KEVIN NEWBURY DIRECTS POSTCARD FROM MOROCCO
IN NEW CONSERVATORY CO-PRODUCTION WITH PORTLAND OPERA

 

The San Francisco Conservatory of Music joins forces with Portland Opera this spring to present Dominick Argento’s Postcard from Morocco in a new production created and directed by celebrated stage director Kevin Newbury. The project marks the Conservatory’s first co-production with a professional opera company.  Both organizations share costs and designers but deploy their own casts and orchestras. After an opening run from March 21 through 29 at Portland’s Newmark Theatre featuring Portland Opera Resident Artists, the production travels to San Francisco, where it will be staged with a cast and orchestra consisting entirely of Conservatory students. Performances  run April 10 through 13 in the Caroline H. Hume Concert Hall at 50 Oak Street.

 

“I am thrilled to be directing Argento’s Postcard from Morocco in this exciting new co-production,” says Kevin Newbury. I am drawn to the heightened theatrical structure of the opera and the opportunities it provides for ensemble-based acting and story-telling. I look forward to working with the San Francisco Conservatory students in our exploration of this compelling piece.”

 

Music Director Curt Pajer appreciates the significance the enterprise carries for students in the Opera program.  “We are ecstatic to welcome acclaimed stage director Kevin Newbury for our spring main stage production of Postcard from Morocco, and we are doubly gratified that this collaboration has led to an exciting co-production with Portland Opera.  By pooling our resources with a professional opera company, we are able to provide our cast with cutting-edge costumes and sets, leading to a much more rewarding experience for our students, both artistically and professionally.”

 

“We are delighted that the San Francisco Conservatory of Music is collaborating with us on this new production,” concurs Portland Opera General Director Christopher Mattaliano. “The Conservatory has one of the country’s best training programs for young singers, who will benefit greatly by working with stage director Kevin Newbury in this wonderful ensemble piece. We take very seriously our commitment to developing aspiring singers through our Resident Artists, several of whom will be showcased in our performances of Postcard, so working together with the Conservatory seems an especially appropriate opportunity for both organizations.”

 

Applauding Newbury’s direction of a recent production of Strauss’ Die Liebe der Danae, The New York Times observed that “an opera needs to be able to catch fire onstage, and in the Summerscape production, directed with imagination and emotional nuance by Kevin Newbury, “Danae” certainly does.” His work has been produced at Houston Grand Opera, Santa Fe Opera, Bard Summerscape, Carnegie Hall, the Kennedy Center, Wexford Festival Opera (Ireland), Minnesota Opera, Opera Theatre of Saint Louis and Glimmerglass, among many others.

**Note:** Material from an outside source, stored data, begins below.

//! イベントの発生源: 標準入力の行と割り込み（Ctrl-C）

use std::io::BufRead;
use std::sync::mpsc::Sender;
use std::thread;

use crate::app::AppEvent;
use common::error::Error;

/// 標準入力を 1 行ずつ送るスレッドを起動する。終端で Eof を送る。
pub fn spawn_line_reader(tx: Sender<AppEvent>) {
    thread::spawn(move || {
        let stdin = std::io::stdin();
        forward_lines(stdin.lock(), &tx);
    });
}

/// 行を送り、終端か I/O エラーで Eof を送る。UTF-8 として不正なバイトは置換文字にする。
pub fn forward_lines(mut reader: impl BufRead, tx: &Sender<AppEvent>) {
    let mut buf = Vec::new();
    loop {
        buf.clear();
        match reader.read_until(b'\n', &mut buf) {
            Ok(0) | Err(_) => break,
            Ok(_) => {
                let line = String::from_utf8_lossy(&buf);
                let line = line.trim_end_matches(['\n', '\r']).to_string();
                if tx.send(AppEvent::Line(line)).is_err() {
                    return;
                }
            }
        }
    }
    let _ = tx.send(AppEvent::Eof);
}

/// Ctrl-C で Interrupt を送るハンドラを登録する
pub fn install_interrupt_handler(tx: Sender<AppEvent>) -> Result<(), Error> {
    ctrlc::set_handler(move || {
        let _ = tx.send(AppEvent::Interrupt);
    })
    .map_err(|e| Error::system(format!("Failed to install interrupt handler: {}", e)))
}

#[cfg(test)]
mod tests {
    use super::*;
    use std::sync::mpsc;

    fn collect(input: &[u8]) -> Vec<String> {
        let (tx, rx) = mpsc::channel();
        forward_lines(input, &tx);
        drop(tx);
        rx.iter()
            .map(|event| match event {
                AppEvent::Line(line) => line,
                AppEvent::Eof => "<eof>".to_string(),
                _ => "<other>".to_string(),
            })
            .collect()
    }

    #[test]
    fn test_invalid_utf8_line_does_not_end_input() {
        let events = collect(b"\xff\nHeart\n");
        assert_eq!(events, vec!["\u{fffd}", "Heart", "<eof>"]);
    }

    #[test]
    fn test_crlf_and_last_line_without_newline() {
        let events = collect("Trái tim\r\nBlue".as_bytes());
        assert_eq!(events, vec!["Trái tim", "Blue", "<eof>"]);
    }
}
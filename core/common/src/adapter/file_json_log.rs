//! Log 実装（ファイルへ JSONL 追記 / stderr 要約 / 複数への配信 / 何もしない）
//!
//! ログの出力先はファイルが基本。--verbose のときだけ stderr にも要点を出す。

use crate::error::Error;
use crate::ports::outbound::{FileSystem, Log, LogRecord};
use std::path::Path;
use std::sync::Arc;

/// ファイルへ JSONL を追記する Log 実装
pub struct FileJsonLog {
    fs: Arc<dyn FileSystem>,
    path: std::path::PathBuf,
}

impl FileJsonLog {
    /// ログファイルパスへ追記する logger を生成する。
    /// 親ディレクトリが無ければ作成する（初回書き込み時）。
    pub fn new(fs: Arc<dyn FileSystem>, path: impl AsRef<Path>) -> Self {
        Self {
            fs,
            path: path.as_ref().to_path_buf(),
        }
    }
}

impl Log for FileJsonLog {
    fn log(&self, record: &LogRecord) -> Result<(), Error> {
        if let Some(parent) = self.path.parent() {
            self.fs.create_dir_all(parent)?;
        }
        let mut w = self.fs.open_append(&self.path)?;
        let line = serde_json::to_string(record).map_err(|e| Error::json(e.to_string()))?;
        use std::io::Write;
        w.write_all(line.as_bytes())
            .map_err(|e| Error::io_msg(e.to_string()))?;
        w.write_all(b"\n")
            .map_err(|e| Error::io_msg(e.to_string()))?;
        w.flush().map_err(|e| Error::io_msg(e.to_string()))?;
        Ok(())
    }
}

/// stderr に 1 行要約を出す Log 実装（--verbose 用）
#[derive(Debug, Clone, Default)]
pub struct StderrLog;

impl StderrLog {
    fn format_line(record: &LogRecord) -> String {
        let mut line = format!(
            "[{}] {} {}/{}: {}",
            record.level.as_str(),
            record.ts,
            record.layer.as_deref().unwrap_or("-"),
            record.kind.as_deref().unwrap_or("-"),
            record.message
        );
        if let Some(ref fields) = record.fields {
            for (k, v) in fields {
                line.push_str(&format!(" {}={}", k, v));
            }
        }
        line
    }
}

impl Log for StderrLog {
    fn log(&self, record: &LogRecord) -> Result<(), Error> {
        eprintln!("{}", Self::format_line(record));
        Ok(())
    }
}

/// 複数の Log に同じレコードを配信する。1 つが失敗しても残りには書く。
pub struct FanoutLog {
    logs: Vec<Arc<dyn Log>>,
}

impl FanoutLog {
    pub fn new(logs: Vec<Arc<dyn Log>>) -> Self {
        Self { logs }
    }
}

impl Log for FanoutLog {
    fn log(&self, record: &LogRecord) -> Result<(), Error> {
        let mut first_err = None;
        for log in &self.logs {
            if let Err(e) = log.log(record) {
                first_err.get_or_insert(e);
            }
        }
        match first_err {
            Some(e) => Err(e),
            None => Ok(()),
        }
    }
}

/// 何も出力しない Log 実装（テスト用）
#[derive(Debug, Clone, Default)]
pub struct NoopLog;

impl Log for NoopLog {
    fn log(&self, _record: &LogRecord) -> Result<(), Error> {
        Ok(())
    }
}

Newbury made his San Francisco Opera debut last summer with the premiere of Mark Adamo’s The Gospel of Mary Magdalene and returns to direct a new production of Bellini’s Norma in September.

 

Known for its groundbreaking productions, Portland Opera has presented several premieres, including a commission, and recently released its second commercial recording, from a recent production of Phillip Glass’ Galileo Galilei. Portland Opera To Go, a community outreach and education program, reaches nearly 30,000 students, teachers and parents each year.  The company’s previous collaborators include the Curtis Institute of Music, Oregon Shakespeare Festival and Klagenfurt Opera in Austria.

 

Dominick Argento is a Pulitzer Prize and Grammy© Award-winning composer, and one of America’s most distinguished composers of vocal music. Written in 1971, Postcard from Morocco is a whimsical look at life’s journey that has been called sweet, lyrical, funny and stimulatingly perplexing. After the work’s premiere, The New York Times declared that, “In a day when operatic masterpieces aren’t coming into existence, it deserves attention.”

 

For current information on all Conservatory concerts, visit www.sfcm.edu. Ticketed concerts are $20 general admission, $15 for students, seniors and Friends of the Conservatory. All performances are held at 50 Oak Street, San Francisco.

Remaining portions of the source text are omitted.